International career
- Years: Team / Apps / (Points)
- 2025-: Ireland A / 2 / (0)
- 2025-: Ireland / 1 / (0)
- Correct as of 05 February 2026

= Jack Aungier =

Irish rugby union player (born 1998)

Jack Aungier (born 20 November 1998) is an Irish rugby union player who currently plays for Connacht Rugby. On the 26th of January 2025, he was called up to join the Irish squad ahead of their 2025 Six Nations campaign. He plays as a prop.

==Early life==
Aungier attended St. Fintan's High School and participated in the Leinster Schools Rugby Senior Cup with the school.

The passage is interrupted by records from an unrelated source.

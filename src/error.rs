/// Conditions reported by the playback controller. None of them are fatal:
/// the controller is always left either idle or playing.
#[derive(Debug, Clone, PartialEq, Eq, thiserror::Error)]
pub enum RadioError {
    #[error("station has not been set up")]
    NotConfigured,

    #[error("already playing")]
    AlreadyPlaying,

    #[error("already paused")]
    AlreadyPaused,

    #[error("stream for {station} failed")]
    StreamFailed { station: String },
}
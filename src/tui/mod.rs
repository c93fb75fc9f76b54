use std::sync::mpsc;

use airwave::audio::RodioSession;
use airwave::mpris::{self, ControlCmd};
use airwave::now_playing::{LogPublisher, NowPlayingPublisher};
use airwave::runtime::spawn_radio;
use crossterm::execute;
use crossterm::terminal::{EnterAlternateScreen, LeaveAlternateScreen, disable_raw_mode, enable_raw_mode};
use ratatui::{Terminal, backend::CrosstermBackend};

use crate::app::{App, PROMPT_TEXT};

mod event_loop;
mod logging;
mod settings;

pub fn run() -> Result<(), Box<dyn std::error::Error>> {
    let (settings, config_warning) = settings::load_settings();

    if let Err(e) = logging::init(&settings.logging) {
        eprintln!("airwave: failed to set up logging: {e}");
    }
    if let Some(msg) = config_warning {
        tracing::warn!("{msg}");
    }

    let session = RodioSession::new(settings.audio.clone());

    let (control_tx, control_rx) = mpsc::channel::<ControlCmd>();
    let publisher: Box<dyn NowPlayingPublisher> = if settings.mpris.enabled {
        Box::new(mpris::spawn_mpris(&settings.mpris.identity, control_tx))
    } else {
        Box::new(LogPublisher)
    };

    let runtime = spawn_radio(Box::new(session), publisher);
    let radio = runtime.handle();
    let events = radio.subscribe();

    let station = settings.station.to_station();
    let mut app = App::new(&station);
    radio.set_station(station);
    radio.custom_metadata(PROMPT_TEXT, None);

    enable_raw_mode()?;
    let mut stdout = std::io::stdout();
    execute!(stdout, EnterAlternateScreen)?;
    let backend = CrosstermBackend::new(stdout);
    let mut terminal = Terminal::new(backend)?;

    let run_result = event_loop::run(&mut terminal, &mut app, &radio, &events, &control_rx);

    disable_raw_mode()?;
    execute!(terminal.backend_mut(), LeaveAlternateScreen)?;
    terminal.show_cursor()?;

    runtime.shutdown();
    run_result
}
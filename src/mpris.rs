//! MPRIS now-playing surface.
//!
//! Exposes `org.mpris.MediaPlayer2` and `org.mpris.MediaPlayer2.Player` on the
//! session bus so desktop shells and `playerctl` can show the station, artist
//! and title, and forwards media-key presses back as `ControlCmd`s.

use std::collections::HashMap;
use std::sync::mpsc::{self, Receiver, Sender, TryRecvError};
use std::sync::{Arc, Mutex};
use std::time::Duration;

use async_io::{Timer, block_on};
use zbus::{Connection, interface};
use zvariant::{ObjectPath, OwnedValue, Value};

use crate::now_playing::NowPlayingPublisher;
use crate::station::Station;
use crate::track::Track;

const OBJECT_PATH: &str = "/org/mpris/MediaPlayer2";
const NOTIFY_POLL: Duration = Duration::from_millis(200);

#[derive(Clone, Debug, PartialEq, Eq)]
pub enum ControlCmd {
    Quit,
    Play,
    Pause,
    PlayPause,
    Stop,
}

#[derive(Debug, Default)]
struct SharedState {
    playing: bool,
    title: Option<String>,
    artist: Vec<String>,
    album: Option<String>,
    art_url: Option<String>,
    url: Option<String>,
    /// Bumped on every metadata change so clients see a new track id.
    track_seq: u64,
}

pub struct MprisHandle {
    state: Arc<Mutex<SharedState>>,
    notify: Sender<()>,
}

impl MprisHandle {
    pub fn set_playing(&self, playing: bool) {
        if let Ok(mut s) = self.state.lock() {
            s.playing = playing;
        }
        let _ = self.notify.send(());
    }

    pub fn set_now_playing(&self, track: &Track, station: &Station) {
        if let Ok(mut s) = self.state.lock() {
            s.title = Some(track.title.clone()).filter(|t| !t.is_empty());
            s.artist = if track.artist.is_empty() {
                Vec::new()
            } else {
                vec![track.artist.clone()]
            };
            s.album = Some(station.name.clone()).filter(|n| !n.is_empty());
            s.art_url = station.artwork.as_ref().map(|a| a.uri().to_string());
            s.url = Some(station.url.clone()).filter(|u| !u.is_empty());
            s.track_seq += 1;
        }
        let _ = self.notify.send(());
    }
}

impl NowPlayingPublisher for MprisHandle {
    fn publish(&self, track: &Track, station: &Station) {
        self.set_now_playing(track, station);
    }

    fn playback_changed(&self, playing: bool) {
        self.set_playing(playing);
    }
}

struct RootIface {
    tx: Sender<ControlCmd>,
    identity: String,
}

#[interface(name = "org.mpris.MediaPlayer2")]
impl RootIface {
    fn raise(&self) {
        // No window to raise.
    }

    fn quit(&self) {
        let _ = self.tx.send(ControlCmd::Quit);
    }

    #[zbus(property)]
    fn can_quit(&self) -> bool {
        true
    }

    #[zbus(property)]
    fn can_raise(&self) -> bool {
        false
    }

    #[zbus(property)]
    fn has_track_list(&self) -> bool {
        false
    }

    #[zbus(property)]
    fn identity(&self) -> &str {
        &self.identity
    }

    #[zbus(property)]
    fn supported_uri_schemes(&self) -> Vec<String> {
        vec!["http".to_string(), "https".to_string(), "file".to_string()]
    }

    #[zbus(property)]
    fn supported_mime_types(&self) -> Vec<String> {
        vec!["audio/mpeg".to_string(), "audio/ogg".to_string()]
    }
}

struct PlayerIface {
    tx: Sender<ControlCmd>,
    state: Arc<Mutex<SharedState>>,
}

fn owned<'a>(v: impl Into<Value<'a>>) -> Option<OwnedValue> {
    OwnedValue::try_from(v.into()).ok()
}

#[interface(name = "org.mpris.MediaPlayer2.Player")]
impl PlayerIface {
    fn next(&self) {
        // A live stream has no next item.
    }

    fn previous(&self) {}

    fn play(&self) {
        let _ = self.tx.send(ControlCmd::Play);
    }

    fn pause(&self) {
        let _ = self.tx.send(ControlCmd::Pause);
    }

    fn play_pause(&self) {
        let _ = self.tx.send(ControlCmd::PlayPause);
    }

    fn stop(&self) {
        let _ = self.tx.send(ControlCmd::Stop);
    }

    #[zbus(property)]
    fn playback_status(&self) -> &str {
        let Ok(s) = self.state.lock() else {
            return "Stopped";
        };
        if s.playing { "Playing" } else { "Stopped" }
    }

    #[zbus(property)]
    fn can_control(&self) -> bool {
        true
    }

    #[zbus(property)]
    fn can_play(&self) -> bool {
        true
    }

    #[zbus(property)]
    fn can_pause(&self) -> bool {
        true
    }

    #[zbus(property)]
    fn can_seek(&self) -> bool {
        false
    }

    #[zbus(property)]
    fn can_go_next(&self) -> bool {
        false
    }

    #[zbus(property)]
    fn can_go_previous(&self) -> bool {
        false
    }

    #[zbus(property)]
    fn metadata(&self) -> HashMap<String, OwnedValue> {
        let mut map = HashMap::new();
        let Ok(s) = self.state.lock() else {
            return map;
        };

        let track_id = format!("{OBJECT_PATH}/track/{}", s.track_seq);
        if let Some(v) = ObjectPath::try_from(track_id).ok().and_then(owned) {
            map.insert("mpris:trackid".to_string(), v);
        }
        if let Some(v) = s.title.clone().and_then(owned) {
            map.insert("xesam:title".to_string(), v);
        }
        if !s.artist.is_empty() {
            if let Some(v) = owned(s.artist.clone()) {
                map.insert("xesam:artist".to_string(), v);
            }
        }
        if let Some(v) = s.album.clone().and_then(owned) {
            map.insert("xesam:album".to_string(), v);
        }
        if let Some(v) = s.art_url.clone().and_then(owned) {
            map.insert("mpris:artUrl".to_string(), v);
        }
        if let Some(v) = s.url.clone().and_then(owned) {
            map.insert("xesam:url".to_string(), v);
        }
        map
    }
}

/// Register the MPRIS service on a background thread. Failing to reach the
/// session bus is logged and otherwise ignored; the handle still works.
pub fn spawn_mpris(identity: &str, tx: Sender<ControlCmd>) -> MprisHandle {
    let state = Arc::new(Mutex::new(SharedState::default()));
    let (notify_tx, notify_rx) = mpsc::channel::<()>();

    let state_for_thread = state.clone();
    let identity = identity.to_string();
    std::thread::spawn(move || {
        block_on(async move {
            let connection = match Connection::session().await {
                Ok(c) => c,
                Err(e) => {
                    tracing::warn!("MPRIS: failed to connect to session bus: {e}");
                    return;
                }
            };

            let bus_name = format!("org.mpris.MediaPlayer2.{identity}");
            if let Err(e) = connection.request_name(bus_name.as_str()).await {
                tracing::warn!("MPRIS: failed to acquire name {bus_name}: {e}");
                return;
            }

            let object_server = connection.object_server();

            let root = RootIface {
                tx: tx.clone(),
                identity,
            };
            if let Err(e) = object_server.at(OBJECT_PATH, root).await {
                tracing::warn!("MPRIS: failed to register root iface: {e}");
                return;
            }

            let player = PlayerIface {
                tx,
                state: state_for_thread,
            };
            if let Err(e) = object_server.at(OBJECT_PATH, player).await {
                tracing::warn!("MPRIS: failed to register player iface: {e}");
                return;
            }

            tracing::debug!("MPRIS: registered as {bus_name}");

            // Keep the service alive and turn state changes into PropertiesChanged.
            loop {
                Timer::after(NOTIFY_POLL).await;
                match drain_notifications(&notify_rx) {
                    Some(false) => continue,
                    Some(true) => {}
                    None => return,
                }

                let Ok(iface) = object_server
                    .interface::<_, PlayerIface>(OBJECT_PATH)
                    .await
                else {
                    continue;
                };
                let emitter = iface.signal_emitter();
                let player = iface.get().await;
                if let Err(e) = player.metadata_changed(emitter).await {
                    tracing::debug!("MPRIS: metadata signal failed: {e}");
                }
                if let Err(e) = player.playback_status_changed(emitter).await {
                    tracing::debug!("MPRIS: status signal failed: {e}");
                }
            }
        });
    });

    MprisHandle {
        state,
        notify: notify_tx,
    }
}

/// `Some(true)` if anything changed since the last poll, `None` once every
/// handle is gone.
fn drain_notifications(rx: &Receiver<()>) -> Option<bool> {
    let mut changed = false;
    loop {
        match rx.try_recv() {
            Ok(()) => changed = true,
            Err(TryRecvError::Empty) => return Some(changed),
            Err(TryRecvError::Disconnected) => return None,
        }
    }
}

#[cfg(test)]
mod tests;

At the age of just 16, Aungier made his debut for the Ireland under-18s team.

==Leinster==
Whilst still in Leinster's academy, Aungier was selected on the bench for their round 5 2019–20 Pro14 fixture against Welsh side Dragons on 1 November 2019, and he replaced Michael Bent in the 52nd minute in the provinces 50–15 win.

==Connacht==
In May of 2020, it was reported that Aungier would be joining Connacht Rugby during the then postponed 2019/2020 Pro14 season.
He made his debut for Connacht against Ulster during the resumed Pro14 season on the 23rd of August 2020, scoring the final try of a bonus point victory for the province.